エルヴィンがエレナの両親を殺した。それを確信したエレナは、エルヴィンの屋敷から抜け出そうとした。
使用人達に見つからない様にこっそりと部屋から抜け出し、屋敷の外に出て、そこから門の前まで来た所で聞きなれた声に呼び止められた。
「待ってくれないか……エレナちゃん……」
エレナが振り向くとそこにはエルヴィンが立っていた。
「なにかしら?」
「ここから出て行ってどうするんだい? 君には行く宛てなんてないだろ?」
「行く宛てが無いからここに居ろと言っているのかしら?」
「そうだよ。僕が君の両親の代わりに食べ物や着る物、家に本も用意する。なに不自由なく暮らせるんだよ……だからここで一緒に暮らそう。幸せにしてあげるからさ……」
「お断りよ」
「なんでだよ……エレナちゃんは言ったじゃないか……必要になったら僕と結婚してくれるって……それなのに……それなのに……なんで……なんで一緒に居てくれないんだよ……僕はただ君と一緒に居たいだけなのに……なんで……」
「私はアナタと一緒に居たくないわ」
エレナの絶対的な拒絶。エルヴィンはその言葉を聞いてこう思う。彼女は僕と絶対に結婚してはくれないし、一緒に暮らしてもくれない。叶わぬ恋で在るならば、もっと別の形で彼女と一つになることにしよう。
エルヴィンはその方法を一つ知っていた。それは――彼女に殺される事だ。
人を殺せば毎晩、殺した人間の悪夢を見る。エルヴィンもそれを見ていた。
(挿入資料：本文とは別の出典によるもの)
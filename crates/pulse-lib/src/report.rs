//! Interchange document: a flat map of measures plus named working arrays.

use crate::{detectors::adaptive::PeakPipelineResult, error::DocumentError, metrics::hrv::HRVTime};
use serde::{Deserialize, Serialize};
use std::{collections::BTreeMap, io::Write, path::Path};

/// A single document entry. Each variant carries its own tag on the wire.
#[derive(Debug, Clone, PartialEq, Serialize, Deserialize)]
#[serde(tag = "type", content = "value", rename_all = "snake_case")]
pub enum Value {
    Number(f64),
    Text(String),
    Bool(bool),
    Numbers(Vec<f64>),
    Indices(Vec<usize>),
}

impl Value {
    pub fn as_number(&self) -> Option<f64> {
        match self {
            Value::Number(v) => Some(*v),
            _ => None,
        }
    }

    pub fn as_numbers(&self) -> Option<&[f64]> {
        match self {
            Value::Numbers(v) => Some(v),
            _ => None,
        }
    }

    pub fn as_indices(&self) -> Option<&[usize]> {
        match self {
            Value::Indices(v) => Some(v),
            _ => None,
        }
    }

    /// Numeric difference `other - self` when both sides are numeric and shaped alike.
    fn diff(&self, other: &Value) -> Option<Vec<f64>> {
        match (self.numeric(), other.numeric()) {
            (Some(a), Some(b)) if a.len() == b.len() => {
                Some(a.iter().zip(&b).map(|(x, y)| y - x).collect())
            }
            _ => None,
        }
    }

    fn is_finite(&self) -> bool {
        match self {
            Value::Number(v) => v.is_finite(),
            Value::Numbers(v) => v.iter().all(|x| x.is_finite()),
            Value::Text(_) | Value::Bool(_) | Value::Indices(_) => true,
        }
    }

    fn numeric(&self) -> Option<Vec<f64>> {
        match self {
            Value::Number(v) => Some(vec![*v]),
            Value::Numbers(v) => Some(v.clone()),
            Value::Indices(v) => Some(v.iter().map(|&i| i as f64).collect()),
            Value::Text(_) | Value::Bool(_) => None,
        }
    }
}

impl From<f64> for Value {
    fn from(v: f64) -> Self {
        Value::Number(v)
    }
}

impl From<bool> for Value {
    fn from(v: bool) -> Self {
        Value::Bool(v)
    }
}

impl From<Vec<f64>> for Value {
    fn from(v: Vec<f64>) -> Self {
        Value::Numbers(v)
    }
}

impl From<Vec<usize>> for Value {
    fn from(v: Vec<usize>) -> Self {
        Value::Indices(v)
    }
}

fn flags(mask: &[bool]) -> Value {
    Value::Indices(mask.iter().map(|&b| usize::from(b)).collect())
}

#[derive(Debug, Clone, Default, PartialEq, Serialize, Deserialize)]
pub struct Document {
    pub measures: BTreeMap<String, Value>,
    pub working_data: BTreeMap<String, Value>,
}

impl Document {
    pub fn from_result(result: &PeakPipelineResult) -> Self {
        let mut doc = Document::default();
        if let Some(hrv) = &result.hrv {
            doc.set_measures(hrv);
        }
        let wd = &mut doc.working_data;
        wd.insert("peaklist".into(), result.events.indices.clone().into());
        wd.insert("RR_list".into(), result.rr.rr.clone().into());
        wd.insert("binary_peaklist".into(), flags(&result.mask));
        wd.insert("removed_beats".into(), result.removed_beats.clone().into());
        // RR_masklist marks rejected intervals with 1
        wd.insert("RR_masklist".into(), flags(&result.rr_mask));
        wd.insert("RR_list_cor".into(), result.rr_corrected.rr.clone().into());
        wd.insert(
            "rolling_mean_window".into(),
            Value::Number(result.window as f64),
        );
        wd.insert("best_margin".into(), result.margin.into());
        wd.insert("fallback_margin_used".into(), result.fallback.into());
        wd.insert("rrsd".into(), result.dispersion.into());
        wd.insert("sample_rate".into(), result.fs.into());
        doc
    }

    fn set_measures(&mut self, hrv: &HRVTime) {
        let m = &mut self.measures;
        m.insert("bpm".into(), hrv.bpm.into());
        m.insert("ibi".into(), hrv.ibi.into());
        m.insert("sdnn".into(), hrv.sdnn.into());
        m.insert("sdsd".into(), hrv.sdsd.into());
        m.insert("rmssd".into(), hrv.rmssd.into());
        m.insert("pnn20".into(), hrv.pnn20.into());
        m.insert("pnn50".into(), hrv.pnn50.into());
        m.insert("hr_mad".into(), hrv.hr_mad.into());
    }

    pub fn measure(&self, key: &str) -> Option<&Value> {
        self.measures.get(key)
    }

    pub fn working(&self, key: &str) -> Option<&Value> {
        self.working_data.get(key)
    }

    /// Pretty JSON. NaN and infinities would serialize as `null` and fail to read
    /// back, so they are refused here.
    pub fn to_json_string(&self) -> Result<String, DocumentError> {
        if let Some(key) = self
            .measures
            .iter()
            .chain(&self.working_data)
            .find(|(_, v)| !v.is_finite())
            .map(|(k, _)| k)
        {
            return Err(DocumentError::NonFinite { key: key.clone() });
        }
        Ok(serde_json::to_string_pretty(self)?)
    }

    pub fn from_json_str(text: &str) -> Result<Self, DocumentError> {
        Ok(serde_json::from_str(text)?)
    }

    pub fn read(path: &Path) -> Result<Self, DocumentError> {
        let text = std::fs::read_to_string(path)?;
        Self::from_json_str(&text)
    }

    /// Write through a temporary file in the target directory so a failed write never
    /// leaves a partial document behind.
    pub fn write_atomic(&self, path: &Path) -> Result<(), DocumentError> {
        let json = self.to_json_string()?;
        let dir = match path.parent() {
            Some(p) if !p.as_os_str().is_empty() => p,
            _ => Path::new("."),
        };
        let mut tmp = tempfile::NamedTempFile::new_in(dir)?;
        tmp.write_all(json.as_bytes())?;
        tmp.flush()?;
        tmp.persist(path)?;
        Ok(())
    }

    /// Compare measures with another document.
    pub fn compare(&self, other: &Document, tolerance: f64) -> Comparison {
        let mut cmp = Comparison::default();
        for (key, mine) in &self.measures {
            let Some(theirs) = other.measures.get(key) else {
                cmp.only_in_self.push(key.clone());
                continue;
            };
            if values_equal(mine, theirs, tolerance) {
                cmp.identical.push(key.clone());
            } else {
                cmp.different.push(MeasureDiff {
                    key: key.clone(),
                    left: mine.clone(),
                    right: theirs.clone(),
                    diff: mine.diff(theirs),
                });
            }
        }
        cmp.only_in_other = other
            .measures
            .keys()
            .filter(|k| !self.measures.contains_key(*k))
            .cloned()
            .collect();
        cmp
    }
}

fn values_equal(a: &Value, b: &Value, tolerance: f64) -> bool {
    match (a.numeric(), b.numeric()) {
        (Some(x), Some(y)) => {
            x.len() == y.len() && x.iter().zip(&y).all(|(p, q)| (p - q).abs() <= tolerance)
        }
        _ => a == b,
    }
}

#[derive(Debug, Clone, PartialEq, Serialize, Deserialize)]
pub struct MeasureDiff {
    pub key: String,
    pub left: Value,
    pub right: Value,
    pub diff: Option<Vec<f64>>,
}

/// Key-by-key outcome of [`Document::compare`].
#[derive(Debug, Clone, Default, PartialEq, Serialize, Deserialize)]
pub struct Comparison {
    pub identical: Vec<String>,
    pub different: Vec<MeasureDiff>,
    pub only_in_self: Vec<String>,
    pub only_in_other: Vec<String>,
}

impl Comparison {
    pub fn is_match(&self) -> bool {
        self.different.is_empty() && self.only_in_self.is_empty() && self.only_in_other.is_empty()
    }
}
それは永遠に忘れる事の無い罪として生涯その人の心に居続ける事が可能ではないだろうか。ならばエレナに自分自身を殺させれば、エレナの心の中で一生居続ける事ができるのではないだろうか? そうエルヴィンは考えた。
だからエルヴィンは笑いながらこう言うのだ。
「そうだ、エレナちゃん。僕が君の両親を殺した。ナイフで二人を刺し殺し、屋敷を燃やして火事を起こした。そうすれば君のお父様とお母さんは不幸にも火事に巻き込まれて死んだのだと思い込み、身寄りを亡くした君は僕を頼ってくれる。そういうシナリオだった……でも、思った以上に最悪な結果を招いてしまったみたいだ。でも、これで良かったんだ。僕にとって君の両親という存在は邪魔でしかなかったからね……」
「アナタ……最低ね……」
「そうだよ僕は最低だ……君は僕の事を殺したいほど憎いかい?」
「ええ勿論よ……同じ目に合わせてやるわ……絶対にね……」
「じゃあ、僕は楽しみに待ってるよ。君が両親の仇を討つその日まで……」
冷酷で憎悪に満ち溢れたエレナの言葉に対して、エルヴィンはそう言って笑顔で返すのだった。